We can then use this to compute the amount of DNA my grandfather
shared with Lieven van Haverbeke, and divide that by four.
[source,javascript]
----
console.log(reduceAncestors(
byName["Philibert Haverbeke"],
function(person, fromFather, fromMother) {
if (person.name == "Lieven van Haverbeke")
return 1;
else
return (fromFather + fromMother) / 2;
},
0
) / 4);
// → 0.00098
----
The person with the name Lieven van Haverbeke obviously shared 100% of
his DNA with Lieven van Haverbeke (there are no people who share names
in the data set). All other people share the average of the amount
that their parents share.
So, statistically speaking, I share about 0.1% of my DNA with this
16th-century person. The chances of one of my 44 non-XY chromosomes
coming from him are thus rather small. Hover, assuming no extramarital
children in the family history, I do have his Y chromosome.
Data structures (such as this family tree) can often be made easier to
use (as well as easier to think about) by finding analogues to
`forEach` (iterate), `map` (transform), and `reduce` that apply to
them. A `forEachAncestor` function would simply call a function for
each ancestor. A mapping function probably isn't much use for this
data structure, but would, for example, be useful for the list type
that was introduced in the exercises to the last chapter.
== Partial application ==
FIXME
== Summary ==
Being able to pass function values to other functions is not a random
gimmick, but a deeply useful aspect of JavaScript. It allows us to
describe computations with “holes” in them using functions, and allow
the code that calls these functions to define what should be filled in
in the holes by passing in function values.
Arrays provide a number of very useful higher-order methods—`forEach`
to do something with each element in an array, `map` to build a new
array where each element has been put through a function, and `reduce`
to combine all the elements in the array into a single value.
Functions have an `apply` method that can be used to call them passing
a set of arguments for an array, which is useful when the amount of
arguments is not always the same.
== Exercises ==
=== Every and some ===
Arrays also come with the standard methods `every` and `some`, which
are analogous to the `&&` and `||` operators.
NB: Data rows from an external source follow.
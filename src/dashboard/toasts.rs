use serde::Serialize;

#[derive(Debug, Clone, Copy, PartialEq, Eq, Serialize)]
#[serde(rename_all = "lowercase")]
pub enum ToastKind {
    Error,
    Success,
}

#[derive(Debug, Clone, Copy, PartialEq, Eq, Serialize)]
#[serde(tag = "phase", rename_all = "lowercase")]
pub enum ToastPhase {
    /// Created but not yet mounted; cannot be dismissed.
    Entering,
    Visible,
    /// Hidden and waiting out the exit transition before removal.
    Exiting { since: i64 },
}

#[derive(Debug, Clone, PartialEq, Eq, Serialize)]
pub struct Toast {
    pub id: i64,
    pub message: String,
    pub kind: ToastKind,
    pub created_at: i64,
    pub phase: ToastPhase,
}

#[derive(Debug, Clone, Copy, PartialEq, Eq)]
pub struct ToastTimings {
    pub enter_ms: i64,
    pub lifetime_ms: i64,
    pub exit_ms: i64,
}

impl Default for ToastTimings {
    fn default() -> Self {
        Self {
            enter_ms: 10,
            lifetime_ms: 5_000,
            exit_ms: 400,
        }
    }
}

/// Ordered, self-expiring user notifications. Time only moves when the
/// owner calls `tick`, so every transition is driven by the event loop.
#[derive(Debug, Clone, Default)]
pub struct NotificationQueue {
    toasts: Vec<Toast>,
    timings: ToastTimings,
    last_id: i64,
}

impl NotificationQueue {
    pub fn new(timings: ToastTimings) -> Self {
        Self {
            toasts: Vec::new(),
            timings,
            last_id: 0,
        }
    }

    /// Append a toast created at `now`. Its id is the creation time, bumped
    /// forward when two toasts land in the same millisecond.
    pub fn push(&mut self, message: impl Into<String>, kind: ToastKind, now: i64) -> i64 {
        let id = now.max(self.last_id + 1);
        self.last_id = id;

        let message = message.into();
        match kind {
            ToastKind::Error => log::warn!("[toast] {}", message),
            ToastKind::Success => log::info!("[toast] {}", message),
        }

        self.toasts.push(Toast {
            id,
            message,
            kind,
            created_at: now,
            phase: ToastPhase::Entering,
        });
        id
    }

    /// Start the exit transition early. Ignored for toasts that have not
    /// finished mounting or are already leaving.
    pub fn dismiss(&mut self, id: i64, now: i64) -> bool {
        self.advance(now);

        let Some(toast) = self.toasts.iter_mut().find(|toast| toast.id == id) else {
            return false;
        };

        match toast.phase {
            ToastPhase::Visible => {
                toast.phase = ToastPhase::Exiting { since: now };
                true
            }
            ToastPhase::Entering | ToastPhase::Exiting { .. } => false,
        }
    }

    /// Apply every transition due at `now`. Returns whether anything changed.
    pub fn tick(&mut self, now: i64) -> bool {
        let before = self.toasts.clone();
        self.advance(now);
        before != self.toasts
    }

    fn advance(&mut self, now: i64) {
        let timings = self.timings;

        for toast in self.toasts.iter_mut() {
            if toast.phase == ToastPhase::Entering && now >= toast.created_at.saturating_add(timings.enter_ms) {
                toast.phase = ToastPhase::Visible;
            }

            let expires_at = toast.created_at.saturating_add(timings.lifetime_ms);
            if toast.phase == ToastPhase::Visible && now >= expires_at {
                toast.phase = ToastPhase::Exiting { since: expires_at };
            }
        }

        self.toasts.retain(|toast| match toast.phase {
            ToastPhase::Exiting { since } => now < since.saturating_add(timings.exit_ms),
            _ => true,
        });
    }

    pub fn toasts(&self) -> &[Toast] {
        &self.toasts
    }

    pub fn get(&self, id: i64) -> Option<&Toast> {
        self.toasts.iter().find(|toast| toast.id == id)
    }

    pub fn len(&self) -> usize {
        self.toasts.len()
    }

    pub fn is_empty(&self) -> bool {
        self.toasts.is_empty()
    }
}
Both take a predicate function that, when called with an array element
as argument, returns true or false. Just like `&&` only returns a true
value when the expressions on both sides are true, `every` only
returns true only when the predicate returned true for _all_ elements
of the array. Similarly, `some` returns true as soon as the predicate
returned true for _any_ of the elements. They do not process more
elements than necessary—for example, if `some` finds that the
predicate holds for the first element of the array, it will not look
at the values after that.
Write two functions, `every` and `some`, that behave like these
methods, except that they take the array as their first argument,
rather than being a method.
ifdef::html_target[]
[source,javascript]
----
// Your code here...
every([NaN, NaN, NaN], isNaN);
// → true
every([NaN, NaN, 4], isNaN);
// → false
some([NaN, 3, 4], isNaN);
// → true
some([2, 3, 4], isNaN);
// → false
----
endif::html_target[]
The two functions are each other's mirror image, in a way. As an
extra, somewhat silly, exercise, create a higher-order function
`logicReducer` that accepts a boolean argument (`positive`) and
creates `every` when given the value `false`, and `some` when given
the value `true`. (Don't just return the functions you defined
earlier. Have it return an anonymous function that uses the argument
given to `logicReducer`.)
''''
The functions can follow a similar pattern to the definition of
`forEach` at the start of the chapter, except that they must return
immediately (with the right value) when the predicate function returns
false—or true. Don't forget to put another `return` statement after
the loop, so that the function also returns the correct value when it
reaches the end of the array.
To solve the `logicReducer` part thoroughly, you will have to ensure
that it also works when the predicate functions return a value that is
not a boolean. The `Boolean` function can be used to convert the
returned value to a proper boolean before comparing it with the
`positive` variable. Alternatively, applying the logical not operator
twice (`!!`) also converts a value to a boolean.